The decision was also welcomed by Maria Sarungi Tsehai of activist group Change Tanzania. 

“The government of #Tanzania has bowed to public pressure, after 226 days they have released Freeman Mbowe,” she posted on Twitter.

“This is how we do it! Never ever back down or agree to keep quiet in the face of injustice!” 

The state prosecutor Robert Kidando told the court Friday: “We have no intention to continue with the case.” 

‘Turn the page’

Recently, the government has made seemingly conciliatory overtures to the opposition. In February, Hassan met in Brussels with CHADEMA’S deputy chair Tundu Lissu, who was the party’s candidate in the 2020 presidential election but lives in exile in Belgium following an attempt on his life in 2017.

Also last month, the government lifted a Magufuli-era ban on four Swahili-language newspapers, including Daima, a daily owned by Mbowe.

Mbowe’s arrest had dimmed hopes that Suluhu would turn the page on the autocratic rule of her predecessor John Magufuli, nicknamed the “Bulldozer” for his uncompromising style and crackdown on dissent. Chadema had accused Hassan’s government of meddling in the case and said the arrests reflected a deepening slide into “dictatorship” since she became president in March last year.

The arrest of Mbowe and his co-accused

Freeman Mbowe after one of the court proceedings

The arrest of Mbowe and several others took place last July at approximately 2:30AM in a hotel in the northwestern port city of Mwanza, the night before he and party members were set to host a public forum on constitutional reform. He was held in an undisclosed location beyond the reach of counsel for weeks and allegedly subjected to torture, before appearing in court for the first time on Friday, August 6, on terrorism related charges.

Government critics said the arrests bore the hallmarks of the oppressive rule of the country’s late leader John Magufuli.

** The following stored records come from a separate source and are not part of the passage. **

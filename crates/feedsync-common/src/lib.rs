//! Feedsync Common Library
#![deny(clippy::unwrap_used, clippy::expect_used)]
#![cfg_attr(test, allow(clippy::unwrap_used, clippy::expect_used))]
//!
//! Shared plumbing used by every feedsync binary.
//!
//! - **Logging**: one place that turns a [`logging::LogConfig`] into a global
//!   `tracing` subscriber, so the server and the one-shot ingest CLI emit the
//!   same log shape.
//!
//! # Example
//!
//! ```no_run
//! use feedsync_common::logging::{init_logging, LogConfig};
//!
//! fn main() -> anyhow::Result<()> {
//!     let config = LogConfig::from_env()?;
//!     let _guard = init_logging(&config)?;
//!     tracing::info!("ready");
//!     Ok(())
//! }
//! ```

pub mod logging;

pub use logging::{init_logging, LogConfig, LogFormat, LogLevel, LogOutput};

Mbowe also after his arrest, accused police of torturing him during his time in custody.

In the case, prosecutors had said the allegations against Mbowe did not relate to the planned constitutional reform conference, but to alleged offences last year in another part of Tanzania. CHADEMA has said the charges included conspiring to attack a public official, and giving 600,000 Tanzanian shillings ($260, 230 euros) towards blowing up petrol stations and public gatherings and cutting down trees to block roads.

Religious leaders in Tanzania were on Wednesday also seen to urge the government to end the case, they made the plea during a meeting with President Samia Suluhu at the State House Dar es Salaam.

“The religious leaders used the meeting with President Hassan to ask authority responsible for that matter to end the case,” reads the statement from the Director of Presidential Communications, Zuhura Yunus.

During end of the year prayers in 2021, religious leaders asked President Samia to promote reconciliation to initiate the healing of the country.

Current events around the case

CHADEMA chair Freeman Mbowe and three co-accused have been set free after the Director of Public Prosecution dropped terrorism charges against them; they were on Friday set to defend themselves against the charges that were facing them–the defendants represented by Peter Kibatala were also not in court after it was alleged that Mbowe was ill.

What remains to be seen is whether Tanzania, an East African country currently ruled by a constitution that lends considerable power to the executive, will eventually see the much-needed constitutional reforms the opposition has been pushing for, become a reality.